If a line in the data holds "packages", copy that line out in full.

━━ INPUT DATA

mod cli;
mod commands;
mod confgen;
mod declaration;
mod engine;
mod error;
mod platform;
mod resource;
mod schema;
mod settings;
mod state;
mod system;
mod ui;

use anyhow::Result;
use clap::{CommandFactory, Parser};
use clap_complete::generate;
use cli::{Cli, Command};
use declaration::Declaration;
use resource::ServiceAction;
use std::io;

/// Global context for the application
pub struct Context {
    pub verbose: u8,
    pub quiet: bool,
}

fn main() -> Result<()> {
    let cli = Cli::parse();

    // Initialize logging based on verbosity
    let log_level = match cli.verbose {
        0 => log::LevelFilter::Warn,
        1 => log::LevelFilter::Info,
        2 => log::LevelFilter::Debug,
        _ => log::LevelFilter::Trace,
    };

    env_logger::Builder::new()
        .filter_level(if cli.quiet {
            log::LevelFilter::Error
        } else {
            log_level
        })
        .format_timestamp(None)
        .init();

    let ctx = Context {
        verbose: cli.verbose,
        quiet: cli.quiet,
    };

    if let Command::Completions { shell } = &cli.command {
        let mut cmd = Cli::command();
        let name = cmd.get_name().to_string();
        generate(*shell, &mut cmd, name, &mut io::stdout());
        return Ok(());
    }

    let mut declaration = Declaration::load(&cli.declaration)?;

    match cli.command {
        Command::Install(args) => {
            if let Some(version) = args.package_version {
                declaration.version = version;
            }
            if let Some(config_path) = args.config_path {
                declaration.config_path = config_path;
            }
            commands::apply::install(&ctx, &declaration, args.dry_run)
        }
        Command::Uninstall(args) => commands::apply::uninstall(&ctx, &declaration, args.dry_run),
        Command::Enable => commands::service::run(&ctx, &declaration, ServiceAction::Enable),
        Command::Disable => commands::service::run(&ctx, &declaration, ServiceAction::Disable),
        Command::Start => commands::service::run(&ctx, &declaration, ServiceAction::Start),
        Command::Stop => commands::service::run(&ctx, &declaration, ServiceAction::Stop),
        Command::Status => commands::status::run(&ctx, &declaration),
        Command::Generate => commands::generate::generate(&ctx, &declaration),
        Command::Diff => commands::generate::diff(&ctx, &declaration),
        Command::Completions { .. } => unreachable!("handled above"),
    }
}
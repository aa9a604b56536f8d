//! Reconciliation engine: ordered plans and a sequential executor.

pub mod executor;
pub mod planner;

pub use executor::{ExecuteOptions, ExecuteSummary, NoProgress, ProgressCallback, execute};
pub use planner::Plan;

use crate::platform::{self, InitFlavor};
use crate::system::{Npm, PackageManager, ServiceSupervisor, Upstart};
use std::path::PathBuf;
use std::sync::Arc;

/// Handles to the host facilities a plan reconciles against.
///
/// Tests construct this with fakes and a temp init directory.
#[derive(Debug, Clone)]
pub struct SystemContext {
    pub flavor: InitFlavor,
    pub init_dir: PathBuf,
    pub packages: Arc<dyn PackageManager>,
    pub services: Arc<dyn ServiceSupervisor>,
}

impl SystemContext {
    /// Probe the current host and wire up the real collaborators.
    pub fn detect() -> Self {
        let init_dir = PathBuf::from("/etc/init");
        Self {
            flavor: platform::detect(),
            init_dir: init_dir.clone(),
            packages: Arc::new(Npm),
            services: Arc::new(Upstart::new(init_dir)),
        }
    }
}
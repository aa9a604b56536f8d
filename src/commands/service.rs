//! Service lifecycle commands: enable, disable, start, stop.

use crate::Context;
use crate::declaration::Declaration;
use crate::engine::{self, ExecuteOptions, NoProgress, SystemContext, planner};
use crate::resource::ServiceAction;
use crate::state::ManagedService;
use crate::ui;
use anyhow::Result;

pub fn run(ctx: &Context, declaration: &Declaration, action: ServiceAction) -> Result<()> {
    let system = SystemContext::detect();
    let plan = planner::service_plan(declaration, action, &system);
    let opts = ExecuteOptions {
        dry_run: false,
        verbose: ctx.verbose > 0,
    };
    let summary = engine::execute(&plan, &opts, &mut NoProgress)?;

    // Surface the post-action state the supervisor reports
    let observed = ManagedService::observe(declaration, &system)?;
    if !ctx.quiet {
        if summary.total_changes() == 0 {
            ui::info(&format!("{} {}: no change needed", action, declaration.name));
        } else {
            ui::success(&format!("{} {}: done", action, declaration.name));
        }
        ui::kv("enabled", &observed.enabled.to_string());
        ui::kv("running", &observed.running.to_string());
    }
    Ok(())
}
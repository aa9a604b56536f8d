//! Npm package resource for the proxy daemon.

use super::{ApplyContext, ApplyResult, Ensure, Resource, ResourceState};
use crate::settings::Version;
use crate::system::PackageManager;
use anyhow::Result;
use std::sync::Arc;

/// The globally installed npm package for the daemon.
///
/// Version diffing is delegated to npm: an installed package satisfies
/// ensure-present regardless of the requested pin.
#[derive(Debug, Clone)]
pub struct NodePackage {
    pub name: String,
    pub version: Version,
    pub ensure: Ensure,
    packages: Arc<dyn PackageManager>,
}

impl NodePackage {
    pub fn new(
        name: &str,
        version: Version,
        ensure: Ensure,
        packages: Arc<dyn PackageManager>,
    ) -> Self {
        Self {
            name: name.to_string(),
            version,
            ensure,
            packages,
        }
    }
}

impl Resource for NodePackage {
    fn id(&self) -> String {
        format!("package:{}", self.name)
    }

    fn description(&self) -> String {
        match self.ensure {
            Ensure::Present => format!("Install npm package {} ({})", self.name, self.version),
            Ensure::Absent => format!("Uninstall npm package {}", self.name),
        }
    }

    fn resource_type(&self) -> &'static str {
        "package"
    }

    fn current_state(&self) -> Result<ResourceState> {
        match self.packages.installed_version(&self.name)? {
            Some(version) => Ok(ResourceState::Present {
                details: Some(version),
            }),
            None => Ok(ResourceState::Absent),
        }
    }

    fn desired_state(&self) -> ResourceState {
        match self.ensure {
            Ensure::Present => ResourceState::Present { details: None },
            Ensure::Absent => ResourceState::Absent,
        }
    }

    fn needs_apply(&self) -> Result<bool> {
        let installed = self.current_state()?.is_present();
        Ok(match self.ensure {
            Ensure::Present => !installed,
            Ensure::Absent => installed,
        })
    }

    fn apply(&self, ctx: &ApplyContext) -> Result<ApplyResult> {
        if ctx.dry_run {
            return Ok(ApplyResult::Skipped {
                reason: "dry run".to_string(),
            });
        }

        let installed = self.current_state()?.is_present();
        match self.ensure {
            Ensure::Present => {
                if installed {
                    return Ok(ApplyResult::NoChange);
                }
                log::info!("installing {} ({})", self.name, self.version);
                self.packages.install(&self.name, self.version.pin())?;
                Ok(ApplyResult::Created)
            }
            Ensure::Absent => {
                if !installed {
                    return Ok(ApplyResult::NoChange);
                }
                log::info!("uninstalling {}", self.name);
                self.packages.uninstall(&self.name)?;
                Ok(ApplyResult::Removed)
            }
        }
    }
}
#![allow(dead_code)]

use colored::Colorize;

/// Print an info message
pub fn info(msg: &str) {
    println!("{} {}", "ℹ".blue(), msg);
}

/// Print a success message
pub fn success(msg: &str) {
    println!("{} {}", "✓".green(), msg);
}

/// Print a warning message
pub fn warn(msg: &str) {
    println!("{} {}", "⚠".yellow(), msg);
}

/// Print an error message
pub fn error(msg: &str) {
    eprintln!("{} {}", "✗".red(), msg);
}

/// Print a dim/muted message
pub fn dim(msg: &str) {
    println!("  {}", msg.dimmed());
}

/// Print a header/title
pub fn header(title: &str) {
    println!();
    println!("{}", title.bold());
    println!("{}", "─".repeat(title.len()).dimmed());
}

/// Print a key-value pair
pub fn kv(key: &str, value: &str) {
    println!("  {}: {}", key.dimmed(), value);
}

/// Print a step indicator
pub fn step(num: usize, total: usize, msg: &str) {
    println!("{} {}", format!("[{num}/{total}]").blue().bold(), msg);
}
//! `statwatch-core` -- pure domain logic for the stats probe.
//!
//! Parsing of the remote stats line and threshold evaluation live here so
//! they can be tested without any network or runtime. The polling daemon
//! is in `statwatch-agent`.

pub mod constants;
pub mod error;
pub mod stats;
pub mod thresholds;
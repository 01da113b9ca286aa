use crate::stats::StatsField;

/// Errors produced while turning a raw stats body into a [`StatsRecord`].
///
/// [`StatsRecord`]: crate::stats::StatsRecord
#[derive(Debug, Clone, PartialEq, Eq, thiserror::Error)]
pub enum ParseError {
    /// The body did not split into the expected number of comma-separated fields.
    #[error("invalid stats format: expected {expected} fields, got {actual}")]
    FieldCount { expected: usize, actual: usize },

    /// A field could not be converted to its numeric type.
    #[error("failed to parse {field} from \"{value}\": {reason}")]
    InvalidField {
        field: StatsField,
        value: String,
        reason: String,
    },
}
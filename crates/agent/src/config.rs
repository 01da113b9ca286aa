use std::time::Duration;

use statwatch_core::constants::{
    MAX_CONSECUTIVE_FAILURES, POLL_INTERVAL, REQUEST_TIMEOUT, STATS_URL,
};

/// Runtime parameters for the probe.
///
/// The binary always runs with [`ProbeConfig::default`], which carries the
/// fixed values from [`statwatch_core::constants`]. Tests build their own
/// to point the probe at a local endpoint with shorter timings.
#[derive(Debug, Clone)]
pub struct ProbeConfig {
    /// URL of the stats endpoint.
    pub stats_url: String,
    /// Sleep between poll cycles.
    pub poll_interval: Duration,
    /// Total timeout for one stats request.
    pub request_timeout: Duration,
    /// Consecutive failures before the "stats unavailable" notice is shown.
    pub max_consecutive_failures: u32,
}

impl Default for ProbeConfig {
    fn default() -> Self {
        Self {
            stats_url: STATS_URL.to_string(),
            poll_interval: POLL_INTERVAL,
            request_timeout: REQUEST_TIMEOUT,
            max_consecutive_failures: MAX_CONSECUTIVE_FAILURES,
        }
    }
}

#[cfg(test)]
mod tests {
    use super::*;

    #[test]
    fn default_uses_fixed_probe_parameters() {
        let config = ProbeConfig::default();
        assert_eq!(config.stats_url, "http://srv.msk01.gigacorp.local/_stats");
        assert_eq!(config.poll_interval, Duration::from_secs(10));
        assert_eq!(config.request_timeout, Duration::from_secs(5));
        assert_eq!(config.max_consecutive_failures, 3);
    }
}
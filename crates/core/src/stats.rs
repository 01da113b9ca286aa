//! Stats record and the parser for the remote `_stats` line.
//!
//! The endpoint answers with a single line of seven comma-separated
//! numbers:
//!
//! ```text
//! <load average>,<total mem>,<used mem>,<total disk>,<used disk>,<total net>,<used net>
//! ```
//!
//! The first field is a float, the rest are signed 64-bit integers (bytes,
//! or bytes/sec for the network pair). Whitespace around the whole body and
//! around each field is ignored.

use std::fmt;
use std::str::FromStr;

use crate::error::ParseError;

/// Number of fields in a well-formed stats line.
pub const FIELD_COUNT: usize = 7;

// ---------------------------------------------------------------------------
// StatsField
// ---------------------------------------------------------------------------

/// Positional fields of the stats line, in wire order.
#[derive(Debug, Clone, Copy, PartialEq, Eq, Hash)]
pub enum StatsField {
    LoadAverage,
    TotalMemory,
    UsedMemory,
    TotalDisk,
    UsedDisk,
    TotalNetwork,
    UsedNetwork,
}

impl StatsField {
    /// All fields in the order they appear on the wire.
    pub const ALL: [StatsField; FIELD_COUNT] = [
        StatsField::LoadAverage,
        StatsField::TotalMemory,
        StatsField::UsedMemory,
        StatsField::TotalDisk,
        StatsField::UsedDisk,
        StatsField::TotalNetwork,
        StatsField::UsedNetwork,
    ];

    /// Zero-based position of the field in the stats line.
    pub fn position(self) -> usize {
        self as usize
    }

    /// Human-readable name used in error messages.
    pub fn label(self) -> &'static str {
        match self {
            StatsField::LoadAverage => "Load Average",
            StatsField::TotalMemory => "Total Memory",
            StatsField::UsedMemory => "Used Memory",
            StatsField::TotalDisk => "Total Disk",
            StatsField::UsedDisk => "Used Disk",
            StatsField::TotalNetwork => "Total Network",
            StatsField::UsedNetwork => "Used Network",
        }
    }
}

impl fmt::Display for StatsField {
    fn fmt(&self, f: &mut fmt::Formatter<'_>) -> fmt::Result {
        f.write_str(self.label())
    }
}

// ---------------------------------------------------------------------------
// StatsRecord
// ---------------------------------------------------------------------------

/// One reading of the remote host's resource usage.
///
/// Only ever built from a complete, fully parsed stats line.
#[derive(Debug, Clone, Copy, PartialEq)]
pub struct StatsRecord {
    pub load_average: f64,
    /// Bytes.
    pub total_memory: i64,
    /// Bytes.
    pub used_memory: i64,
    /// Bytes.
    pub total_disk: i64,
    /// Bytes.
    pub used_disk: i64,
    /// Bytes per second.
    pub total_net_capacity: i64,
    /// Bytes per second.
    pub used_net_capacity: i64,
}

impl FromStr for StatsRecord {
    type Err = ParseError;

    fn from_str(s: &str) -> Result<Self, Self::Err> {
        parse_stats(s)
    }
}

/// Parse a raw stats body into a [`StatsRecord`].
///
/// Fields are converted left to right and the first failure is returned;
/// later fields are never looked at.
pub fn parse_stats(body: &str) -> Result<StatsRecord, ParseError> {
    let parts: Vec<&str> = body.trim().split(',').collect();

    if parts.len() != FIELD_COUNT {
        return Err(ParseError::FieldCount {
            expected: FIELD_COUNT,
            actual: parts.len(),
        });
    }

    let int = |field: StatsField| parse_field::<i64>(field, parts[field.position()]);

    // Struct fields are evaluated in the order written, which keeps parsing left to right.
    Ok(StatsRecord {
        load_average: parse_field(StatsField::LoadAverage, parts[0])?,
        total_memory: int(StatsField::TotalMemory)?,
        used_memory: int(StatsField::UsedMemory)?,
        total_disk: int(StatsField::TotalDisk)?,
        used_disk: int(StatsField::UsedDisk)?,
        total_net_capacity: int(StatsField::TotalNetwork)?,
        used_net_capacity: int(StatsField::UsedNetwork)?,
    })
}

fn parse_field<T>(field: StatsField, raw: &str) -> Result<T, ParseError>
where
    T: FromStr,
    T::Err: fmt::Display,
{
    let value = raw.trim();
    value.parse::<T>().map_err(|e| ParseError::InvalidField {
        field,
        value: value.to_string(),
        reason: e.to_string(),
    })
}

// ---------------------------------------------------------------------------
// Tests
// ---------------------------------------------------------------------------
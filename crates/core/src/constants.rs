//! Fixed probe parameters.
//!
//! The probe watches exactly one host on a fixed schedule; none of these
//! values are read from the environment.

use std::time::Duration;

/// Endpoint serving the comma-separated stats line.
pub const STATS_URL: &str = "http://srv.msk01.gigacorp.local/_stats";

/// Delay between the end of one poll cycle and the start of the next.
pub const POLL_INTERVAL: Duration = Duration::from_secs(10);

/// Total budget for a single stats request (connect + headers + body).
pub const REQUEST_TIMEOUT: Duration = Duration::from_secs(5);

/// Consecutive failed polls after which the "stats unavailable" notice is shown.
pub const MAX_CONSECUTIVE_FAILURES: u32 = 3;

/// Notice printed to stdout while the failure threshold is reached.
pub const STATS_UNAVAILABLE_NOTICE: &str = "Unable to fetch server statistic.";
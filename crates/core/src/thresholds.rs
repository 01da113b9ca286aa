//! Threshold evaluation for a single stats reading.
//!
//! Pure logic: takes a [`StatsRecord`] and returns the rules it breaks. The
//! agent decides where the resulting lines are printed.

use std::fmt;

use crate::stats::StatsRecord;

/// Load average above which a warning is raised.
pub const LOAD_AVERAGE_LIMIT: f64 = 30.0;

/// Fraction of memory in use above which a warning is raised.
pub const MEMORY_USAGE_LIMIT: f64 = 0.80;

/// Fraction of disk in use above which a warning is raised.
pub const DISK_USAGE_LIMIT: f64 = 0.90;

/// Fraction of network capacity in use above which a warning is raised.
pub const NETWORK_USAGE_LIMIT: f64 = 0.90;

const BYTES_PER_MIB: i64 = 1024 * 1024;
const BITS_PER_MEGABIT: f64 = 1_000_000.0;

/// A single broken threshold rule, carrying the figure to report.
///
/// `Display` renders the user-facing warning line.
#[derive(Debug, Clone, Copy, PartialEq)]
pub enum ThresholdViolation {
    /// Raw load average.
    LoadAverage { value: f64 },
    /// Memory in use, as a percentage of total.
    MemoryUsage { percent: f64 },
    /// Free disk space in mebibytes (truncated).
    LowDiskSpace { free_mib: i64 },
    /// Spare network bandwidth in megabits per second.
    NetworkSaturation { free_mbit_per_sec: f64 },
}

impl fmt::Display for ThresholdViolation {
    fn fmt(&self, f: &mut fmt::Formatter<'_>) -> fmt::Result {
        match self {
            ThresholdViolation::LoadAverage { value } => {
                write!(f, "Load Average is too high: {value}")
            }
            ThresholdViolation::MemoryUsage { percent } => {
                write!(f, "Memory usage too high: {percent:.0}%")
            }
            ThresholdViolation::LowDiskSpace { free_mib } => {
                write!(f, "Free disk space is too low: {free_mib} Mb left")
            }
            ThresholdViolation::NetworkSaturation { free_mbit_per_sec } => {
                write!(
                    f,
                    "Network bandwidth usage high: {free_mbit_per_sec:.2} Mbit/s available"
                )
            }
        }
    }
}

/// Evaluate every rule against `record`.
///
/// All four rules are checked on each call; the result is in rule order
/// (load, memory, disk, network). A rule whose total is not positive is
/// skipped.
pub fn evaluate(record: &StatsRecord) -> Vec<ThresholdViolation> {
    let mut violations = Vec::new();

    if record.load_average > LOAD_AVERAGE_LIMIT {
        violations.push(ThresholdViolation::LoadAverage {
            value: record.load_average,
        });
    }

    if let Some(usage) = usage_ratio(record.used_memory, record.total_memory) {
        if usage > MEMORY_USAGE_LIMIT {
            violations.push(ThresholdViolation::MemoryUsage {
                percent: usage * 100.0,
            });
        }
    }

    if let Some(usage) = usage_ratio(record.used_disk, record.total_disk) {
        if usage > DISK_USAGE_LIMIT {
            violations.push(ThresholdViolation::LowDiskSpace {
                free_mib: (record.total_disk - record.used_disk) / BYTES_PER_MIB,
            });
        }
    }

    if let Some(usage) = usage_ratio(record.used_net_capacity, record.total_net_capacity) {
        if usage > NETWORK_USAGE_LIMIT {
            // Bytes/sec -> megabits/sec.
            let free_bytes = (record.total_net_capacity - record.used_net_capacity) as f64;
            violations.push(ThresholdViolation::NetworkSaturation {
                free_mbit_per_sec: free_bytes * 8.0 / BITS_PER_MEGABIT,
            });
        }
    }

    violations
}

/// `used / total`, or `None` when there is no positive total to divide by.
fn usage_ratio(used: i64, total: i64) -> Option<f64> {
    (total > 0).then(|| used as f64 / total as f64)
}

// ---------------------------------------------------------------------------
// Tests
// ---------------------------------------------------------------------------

━━━━

* [RESULT FOR THIS EXERCISE]:
    pub packages: Arc<dyn PackageManager>,
            packages: Arc::new(Npm),
    packages: Arc<dyn PackageManager>,
        packages: Arc<dyn PackageManager>,
            packages,
        match self.packages.installed_version(&self.name)? {
                self.packages.install(&self.name, self.version.pin())?;
                self.packages.uninstall(&self.name)?;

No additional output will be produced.